To Measure the Incidence and Risk Factors of Iatrogenic Withdrawal Syndrome in Mechanically Ventilated Children Admitted in Paediatric Intensive Care Unit

Among the thirty-five withdrawal cases, the most frequently recorded components were fever >37.8°C (80.0%), loose/watery stools (74.3%), distressed state behaviour (71.4%), moderate/severe startle to touch (71.4%), vomiting/retching/gagging (42.9%), and increased muscle tone (37.1%). Recovery time greater than 2 minutes after stimulation was recorded in 91.4% of withdrawal cases. This pattern is clinically coherent with autonomic, gastrointestinal, and behavioural manifestations expected in pediatric withdrawal (Table 5).

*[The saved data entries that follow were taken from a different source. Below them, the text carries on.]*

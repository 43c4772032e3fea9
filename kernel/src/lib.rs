//! The syscall/trap layer (spec.md §6): decodes what the architecture
//! layer traps, drives `mk-core`/`mk-mm`/`mk-ipc` through it, and encodes
//! results back across the six-machine-word ABI.
//!
//! This crate owns no hardware state of its own — it is entirely built
//! against the collaborator traits in [`collaborators`], which a real
//! arch/boot crate (out of scope here) implements.

#![no_std]

pub mod collaborators;
pub mod dispatch;
pub mod trap;

pub use collaborators::{PageTableWriter, TrapFrame, UserCopy, read_payload, write_payload};
pub use dispatch::{dispatch_syscall, handle_irq, handle_page_fault, handle_timer};
pub use trap::{Dispatcher, TrapVector};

Values are median (IQR) or n (%).

Table 5. Clinical profile of withdrawal episodes (n=35)

DISCUSSION

In this cohort, more than one-third of mechanically ventilated children developed WAT-1– defined withdrawal. That incidence is clinically important and aligns with the broader literature showing that IWS is a common complication of prolonged analgesia and sedation. [15] The observed burden in our study is lower than the 52% reported by Geslain et al in a surgical PICU cohort, yet the overall signal is directionally similar: withdrawal remains frequent even in contemporary practice and continues to track with treatment intensity and complexity. [16] The strongest association in our dataset was the duration of mechanical ventilation. This is biologically and clinically reasonable. Longer ventilation usually reflects longer exposure to opioids and sedatives, repeated titration, greater cumulative dependence, and a weaning challenge. That pattern is highly consistent with the systematic review by Best et al, which identified exposure duration and cumulative burden as dominant recurrent risk domains, and with later observational work from Best et al showing that younger age and greater preweaning exposure intensify withdrawal risk. [9,10] Our study could not reliably quantify standardized cumulative doses, but the duration signal was sufficiently strong to persist after adjustment. Younger age also emerged as an independent correlate. Younger children showed the altered pharmacokinetics, less physiologic reserve, and more limited behavioral communication, making both dependence and detection more challenging. [17,18] The persistence of age as a significant indicator in a limited single-center study implies that developmental vulnerability continues to be an important factor contributing to withdrawal risk.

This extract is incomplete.